Little Miss Sunshine

Little Miss Sunshine Official PosterI had the fortune of seeing Little Miss Sunshine before it opened wide and this movie has stayed with me for months! Written by Michael Arndt and directed by the husband and wife pair of Jonathan Dayton and Valerie Faris, the movie starts off seeming like it may be a standard road trip flick. But before they even get on the road, it does an excellent job of introducing us to the quirky cast of characters that make up the Hoover family.

Sheryl (Toni Collette) is married to Richard Hoover (Greg Kinnear) and you are immediately exposed to the friction between them. Richard, an unsuccessful motivational speaker, tries to get his book published while Sheryl tires of waiting for his ship to come home as she carries the load of providing for the family and holding it all together.
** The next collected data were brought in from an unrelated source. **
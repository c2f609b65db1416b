use std::sync::Arc;

use anyhow::Result;
use chrono::Utc;
use tracing::{info, warn};
use uuid::Uuid;

use crate::domain::entities::orders::{
    InsertOrderEntity, OrderBackfill, OrderEntity, OrderRefundUpdate,
};
use crate::domain::repositories::orders::OrderRepository;
use crate::domain::value_objects::enums::order_statuses::OrderStatus;
use crate::domain::value_objects::enums::payment_providers::PaymentProvider;
use crate::payments::provider::{ChargeLineItem, TransactionDetail};

/// Splits `total_minor` across `weights` proportionally using the largest
/// remainder method. The shares always sum to exactly `total_minor`; ties
/// on remainders resolve toward earlier entries. A zero weight sum divides
/// the total as evenly as possible instead.
pub fn allocate_proportionally(total_minor: i64, weights: &[i64]) -> Vec<i64> {
    if weights.is_empty() {
        return Vec::new();
    }

    let weight_sum: i64 = weights.iter().sum();
    if weight_sum <= 0 {
        let n = weights.len() as i64;
        let base = total_minor / n;
        let mut leftover = total_minor - base * n;
        return weights
            .iter()
            .map(|_| {
                let extra = if leftover > 0 { 1 } else { 0 };
                leftover -= extra;
                base + extra
            })
            .collect();
    }

    let mut shares: Vec<i64> = Vec::with_capacity(weights.len());
    let mut remainders: Vec<(usize, i128)> = Vec::with_capacity(weights.len());
    for (idx, weight) in weights.iter().enumerate() {
        // Widen before multiplying; total * weight can exceed i64.
        let numerator = i128::from(total_minor) * i128::from(*weight);
        shares.push((numerator / i128::from(weight_sum)) as i64);
        remainders.push((idx, numerator % i128::from(weight_sum)));
    }

    let mut leftover = total_minor - shares.iter().sum::<i64>();
    remainders.sort_by(|a, b| b.1.cmp(&a.1).then(a.0.cmp(&b.0)));
    for (idx, _) in remainders {
        if leftover == 0 {
            break;
        }
        shares[idx] += 1;
        leftover -= 1;
    }

    shares
}

/// One captured charge to be written into the order ledger, possibly
/// spanning several basket lines.
pub struct BasketCharge<'a> {
    pub user_id: Option<Uuid>,
    pub email: &'a str,
    pub full_name: &'a str,
    pub currency: &'a str,
    pub provider: PaymentProvider,
    pub provider_payment_id: &'a str,
    pub detail: Option<&'a TransactionDetail>,
    pub status: OrderStatus,
    pub subscription_id: Option<Uuid>,
    pub coupon_code: Option<&'a str>,
    pub discount_minor: i64,
}

pub struct RefundOutcome {
    pub cumulative_refund_minor: i64,
    pub is_full: bool,
}

/// Order ledger bookkeeping. Every write funnels through the repository's
/// insert-or-backfill upsert so checkout handlers and webhooks converge on
/// one row per (provider payment, product).
pub struct LedgerWriter<O>
where
    O: OrderRepository + Send + Sync + 'static,
{
    order_repo: Arc<O>,
}

impl<O> LedgerWriter<O>
where
    O: OrderRepository + Send + Sync + 'static,
{
    pub fn new(order_repo: Arc<O>) -> Self {
        Self { order_repo }
    }

    pub async fn record_order(&self, order: InsertOrderEntity) -> Result<OrderEntity> {
        let recorded = self.order_repo.insert_or_backfill(order).await?;
        info!(
            order_id = %recorded.id,
            provider = %recorded.provider,
            provider_payment_id = %recorded.provider_payment_id,
            amount_minor = recorded.amount_minor,
            "ledger: order recorded"
        );
        Ok(recorded)
    }

    /// Writes one order row per basket line. Provider fees arrive as a
    /// single figure for the whole charge, so each line takes its
    /// proportional share and net is amount minus that share.
    pub async fn record_basket(
        &self,
        charge: BasketCharge<'_>,
        lines: &[ChargeLineItem],
    ) -> Result<Vec<OrderEntity>> {
        let weights: Vec<i64> = lines.iter().map(|line| line.amount_minor).collect();
        let fee_total = charge.detail.and_then(|d| d.fee_minor);
        let fee_shares = match fee_total {
            Some(total) => allocate_proportionally(total, &weights)
                .into_iter()
                .map(Some)
                .collect(),
            None => vec![None; lines.len()],
        };
        let discount_shares = allocate_proportionally(charge.discount_minor, &weights);

        let mut recorded = Vec::with_capacity(lines.len());
        for ((line, fee_share), discount_share) in
            lines.iter().zip(fee_shares).zip(discount_shares)
        {
            let order = InsertOrderEntity {
                user_id: charge.user_id,
                email: charge.email.to_string(),
                full_name: charge.full_name.to_string(),
                product_id: line.product_id,
                amount_minor: line.amount_minor,
                currency: charge.currency.to_string(),
                provider: charge.provider.as_str().to_string(),
                provider_payment_id: charge.provider_payment_id.to_string(),
                provider_transaction_id: charge
                    .detail
                    .map(|d| d.transaction_id.clone()),
                status: charge.status.as_str().to_string(),
                coupon_code: charge.coupon_code.map(str::to_string),
                discount_minor: discount_share,
                fee_minor: fee_share,
                net_minor: fee_share.map(|fee| line.amount_minor - fee),
                subscription_id: charge.subscription_id,
                refund_minor: 0,
            };
            recorded.push(self.record_order(order).await?);
        }

        Ok(recorded)
    }

    /// Backfills fee and net once the balance transaction settles. Only
    /// touches columns that are still null.
    pub async fn backfill_fee(&self, order: &OrderEntity, detail: &TransactionDetail) -> Result<()> {
        if order.fee_minor.is_some() && order.net_minor.is_some() {
            return Ok(());
        }
        let fill = OrderBackfill {
            provider_transaction_id: Some(detail.transaction_id.clone()),
            fee_minor: detail.fee_minor,
            net_minor: detail
                .fee_minor
                .map(|fee| detail.amount_minor.unwrap_or(order.amount_minor) - fee),
            user_id: None,
            subscription_id: None,
        };
        self.order_repo.backfill(order.id, fill).await?;
        info!(order_id = %order.id, fee_minor = ?detail.fee_minor, "ledger: fee backfilled");
        Ok(())
    }

    /// Applies a refund to the running total. `refund_minor` only ever
    /// grows; the order flips to refunded once the cumulative total covers
    /// the original amount and to partial_refund otherwise.
    pub async fn apply_refund(
        &self,
        order: &OrderEntity,
        refund_amount_minor: i64,
        reason: Option<&str>,
        provider_refund_id: Option<&str>,
    ) -> Result<RefundOutcome> {
        let cumulative = order.refund_minor + refund_amount_minor;
        if cumulative > order.amount_minor {
            warn!(
                order_id = %order.id,
                cumulative,
                amount_minor = order.amount_minor,
                "ledger: cumulative refund exceeds order amount"
            );
        }
        let is_full = cumulative >= order.amount_minor;
        let status = if is_full {
            OrderStatus::Refunded
        } else {
            OrderStatus::PartialRefund
        };

        let update = OrderRefundUpdate {
            refund_minor: cumulative,
            status: status.as_str().to_string(),
            refund_reason: reason.map(str::to_string),
            provider_refund_id: provider_refund_id.map(str::to_string),
            refunded_at: Utc::now(),
        };
        self.order_repo.apply_refund(order.id, update).await?;

        info!(
            order_id = %order.id,
            refund_amount_minor,
            cumulative,
            is_full,
            "ledger: refund applied"
        );
        Ok(RefundOutcome {
            cumulative_refund_minor: cumulative,
            is_full,
        })
    }
}

#[cfg(test)]
mod tests {
    use super::*;
    use crate::domain::repositories::orders::MockOrderRepository;

    #[test]
    fn allocation_is_proportional_and_exact() {
        // 300 in fees over a 9000/1000 basket.
        assert_eq!(allocate_proportionally(300, &[9000, 1000]), vec![270, 30]);
    }

    #[test]
    fn allocation_distributes_rounding_remainder() {
        let shares = allocate_proportionally(100, &[1, 1, 1]);
        assert_eq!(shares.iter().sum::<i64>(), 100);
        assert_eq!(shares, vec![34, 33, 33]);
    }

    #[test]
    fn allocation_handles_zero_weights() {
        let shares = allocate_proportionally(10, &[0, 0]);
        assert_eq!(shares.iter().sum::<i64>(), 10);
    }

    #[test]
    fn allocation_of_zero_total_is_all_zero() {
        assert_eq!(allocate_proportionally(0, &[500, 500]), vec![0, 0]);
    }

    #[test]
    fn allocation_survives_amounts_whose_product_exceeds_i64() {
        let big = 5_000_000_000_000;
        let shares = allocate_proportionally(big, &[big, big]);
        assert_eq!(shares.iter().sum::<i64>(), big);
        assert_eq!(shares, vec![2_500_000_000_000, 2_500_000_000_000]);
    }

    fn order_fixture(amount_minor: i64, refund_minor: i64) -> OrderEntity {
        OrderEntity {
            id: Uuid::new_v4(),
            user_id: None,
            email: "buyer@example.com".to_string(),
            full_name: "Buyer".to_string(),
            product_id: Uuid::new_v4(),
            amount_minor,
            currency: "USD".to_string(),
            provider: "card".to_string(),
            provider_payment_id: "pi_123".to_string(),
            provider_transaction_id: None,
            status: "completed".to_string(),
            coupon_code: None,
            discount_minor: 0,
            fee_minor: None,
            net_minor: None,
            subscription_id: None,
            refund_minor,
            refund_reason: None,
            provider_refund_id: None,
            refunded_at: None,
            created_at: Utc::now(),
        }
    }

    #[tokio::test]
    async fn partial_then_final_refund_flips_status() {
        let order = order_fixture(10000, 0);

        let mut order_repo = MockOrderRepository::new();
        order_repo
            .expect_apply_refund()
            .withf(|_, update| update.refund_minor == 4000 && update.status == "partial_refund")
            .times(1)
            .returning(|_, _| Box::pin(async { Ok(()) }));

        let ledger = LedgerWriter::new(Arc::new(order_repo));
        let outcome = ledger
            .apply_refund(&order, 4000, Some("requested_by_customer"), Some("re_1"))
            .await
            .unwrap();
        assert!(!outcome.is_full);
        assert_eq!(outcome.cumulative_refund_minor, 4000);

        // Second refund covers the remainder.
        let order = order_fixture(10000, 4000);
        let mut order_repo = MockOrderRepository::new();
        order_repo
            .expect_apply_refund()
            .withf(|_, update| update.refund_minor == 10000 && update.status == "refunded")
            .times(1)
            .returning(|_, _| Box::pin(async { Ok(()) }));

        let ledger = LedgerWriter::new(Arc::new(order_repo));
        let outcome = ledger
            .apply_refund(&order, 6000, None, Some("re_2"))
            .await
            .unwrap();
        assert!(outcome.is_full);
    }

    #[tokio::test]
    async fn basket_lines_share_the_fee_proportionally() {
        let detail = TransactionDetail {
            transaction_id: "txn_1".to_string(),
            fee_minor: Some(300),
            net_minor: Some(9700),
            amount_minor: Some(10000),
        };
        let lines = vec![
            ChargeLineItem {
                product_id: Uuid::new_v4(),
                name: "Flagship course".to_string(),
                amount_minor: 9000,
            },
            ChargeLineItem {
                product_id: Uuid::new_v4(),
                name: "Workbook".to_string(),
                amount_minor: 1000,
            },
        ];

        let mut order_repo = MockOrderRepository::new();
        let mut expected_fees = vec![270i64, 30];
        order_repo
            .expect_insert_or_backfill()
            .times(2)
            .returning(move |insert| {
                let expected_fee = expected_fees.remove(0);
                assert_eq!(insert.fee_minor, Some(expected_fee));
                assert_eq!(insert.net_minor, Some(insert.amount_minor - expected_fee));
                Box::pin(async move {
                    Ok(OrderEntity {
                        id: Uuid::new_v4(),
                        user_id: insert.user_id,
                        email: insert.email,
                        full_name: insert.full_name,
                        product_id: insert.product_id,
                        amount_minor: insert.amount_minor,
                        currency: insert.currency,
                        provider: insert.provider,
                        provider_payment_id: insert.provider_payment_id,
                        provider_transaction_id: insert.provider_transaction_id,
                        status: insert.status,
                        coupon_code: insert.coupon_code,
                        discount_minor: insert.discount_minor,
                        fee_minor: insert.fee_minor,
                        net_minor: insert.net_minor,
                        subscription_id: insert.subscription_id,
                        refund_minor: insert.refund_minor,
                        refund_reason: None,
                        provider_refund_id: None,
                        refunded_at: None,
                        created_at: Utc::now(),
                    })
                })
            });

        let ledger = LedgerWriter::new(Arc::new(order_repo));
        let charge = BasketCharge {
            user_id: None,
            email: "buyer@example.com",
            full_name: "Buyer",
            currency: "USD",
            provider: PaymentProvider::Card,
            provider_payment_id: "pi_123",
            detail: Some(&detail),
            status: OrderStatus::Completed,
            subscription_id: None,
            coupon_code: None,
            discount_minor: 0,
        };
        let recorded = ledger.record_basket(charge, &lines).await.unwrap();
        assert_eq!(recorded.len(), 2);
    }
}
Sheryl’s son from her prior marriage, Dwayne (Paul Dano) is rebelling against the family by taking a vow of silence. He quotes Nietzsche on his little notepad as he prepares to achieve his life’s ambition of flying fighter jets. Richard’s father, the drug snorting, over-sexed, quirky grandfather (Alan Arkin) lives with the family and his sole role seems to be training Olive (Abigail Breslin) to dance in her quest to become Little Miss Sunshine. Throw in Sheryl’s suicidal, gay, Number-One-Proust-Scholar-In-The-World brother Frank (played brilliantly by Steve Carell) and you have all the elements to make a really great movie.

Or not. They key to making a movie like this successful is a light touch and here the directors excel. The movie rolls along at the perfect pace. Character flaws are dealt with without apology. The small confines of the road trip VW van (a character in itself) provide the perfect location for lots of stress and lots of humor. As the movie progresses, your feelings for the characters evolve. You think of Grandpa’s drug snorting as funny while in the beginning you feared for little Olive’s safety. You sympathize with Frank’s attempted suicide when you see the beautiful young man who jilted him for the Number Two Proust Scholar In The World. And you even start to feel warm and fuzzy towards the annoying Frank who won’t let Olive believe failure is an option, despite never having succeeded himself.

Directing can be a singularly lonely job. In addition to figuring out the shots and angles, every department (lighting, sound, etc.) needs the director’s input on key decisions. Often the director can’t do much thinking on the set. Co-directing is a great solution. You can brainstorm with your partner, share the stress and burden and the little victories. Working with your spouse, which can be a challenge for many couples, provides the most trust worthy co-director you could pick! Dayton and Faris have had a long and successful career working together, primarily in music videos and advertisements. In the Hollywood world of going after the brightest new shiny object, their first feature will guarantee them several offers.

Credit also goes to the producers for pulling together such a wonderful ensemble cast – something that is very hard to do. In addition to each of them being excellent individually, they combine really well to make even the very few forced, over-the-top, kooky scenes amusing. Greg Kinnear has the same quirky, earnest, but somehow-not-all-together characteristics of his roles from As Good As It Gets and Sabrina. His transition from the always positive to the more realistic and down to earth is endearing. Steve Carell, after his super-hot run in the TV series The Office, plays the dry and cynical Frank to perfection. While Toni Collette and Alan Arkin live up to their reputations, Paul Dano was a pleasant surprise for me — I had never seen his work before and despite being completely silent for 90% of the film, he did an incredible job conveying Dwayne’s teenage angst. And Abigail Breslin? She’s such an adorable tyke – standing next to the super-made up little beauty contestants, she embodied the normal child we all hope to have.

The film is a tale of a family that, by accepting their limitations and recognizing life is not just about success, draws closer together through their misadventures. This brilliant flick premiered at the 2006 Sundance festival and sold for $10 million to Fox Searchlight – the highest price tag ever at Sundance. It was well worth it. The film has already recouped $60 million in the box office. This movie left me feeling happy and hopeful. It is a rare movie that does that any more.